(Collected data entries)
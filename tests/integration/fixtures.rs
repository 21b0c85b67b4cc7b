//! Test fixtures for integration tests.
//!
//! Provides helpers for:
//! - A model with a frozen clock
//! - Key events and typing
//! - Temporary image files

use std::path::PathBuf;
use std::sync::Arc;

use chrono::{Local, TimeZone};
use crossterm::event::{KeyCode, KeyEvent, KeyModifiers};
use tempfile::TempDir;

use ephemera::chat::FixedClock;
use ephemera::config::Config;
use ephemera::tea::{update, Command, Message, Model};

pub const TIMESTAMP_FORMAT: &str = "%H:%M:%S";

pub fn clock() -> FixedClock {
    FixedClock(Local.with_ymd_and_hms(2024, 8, 9, 10, 11, 12).unwrap())
}

pub fn model() -> Model {
    let config = Config {
        timestamp_format: TIMESTAMP_FORMAT.to_string(),
        ..Config::default()
    };
    Model::with_clock(config, Arc::new(clock()))
}

pub fn key(code: KeyCode) -> Message {
    Message::Key(KeyEvent::new(code, KeyModifiers::empty()))
}

pub fn ctrl(c: char) -> Message {
    Message::Key(KeyEvent::new(KeyCode::Char(c), KeyModifiers::CONTROL))
}

pub fn type_str(model: &mut Model, s: &str) -> Vec<Command> {
    s.chars()
        .flat_map(|c| update(model, key(KeyCode::Char(c))))
        .collect()
}

/// A temporary directory holding image files.
pub struct ImageDir {
    pub temp_dir: TempDir,
}

impl ImageDir {
    pub fn new() -> Self {
        Self {
            temp_dir: TempDir::new().expect("Failed to create temp directory"),
        }
    }

    pub fn write(&self, name: &str, bytes: &[u8]) -> PathBuf {
        let path = self.temp_dir.path().join(name);
        std::fs::write(&path, bytes).expect("Failed to write image fixture");
        path
    }
}

/// `len` bytes of deterministic filler.
pub fn filler(len: usize) -> Vec<u8> {
    (0..len).map(|i| (i % 251) as u8).collect()
}

/// A real PNG of `w`x`h` opaque pixels.
pub fn png(w: u32, h: u32) -> Vec<u8> {
    let img = image::RgbaImage::from_pixel(w, h, image::Rgba([30, 60, 90, 255]));
    let mut out = std::io::Cursor::new(Vec::new());
    image::DynamicImage::ImageRgba8(img)
        .write_to(&mut out, image::ImageFormat::Png)
        .expect("Failed to encode PNG fixture");
    out.into_inner()
}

## Task goal
In the records above, find each line with the word "Failed" and copy it.

## Reply to the exercise
            temp_dir: TempDir::new().expect("Failed to create temp directory"),
        std::fs::write(&path, bytes).expect("Failed to write image fixture");
        .expect("Failed to encode PNG fixture");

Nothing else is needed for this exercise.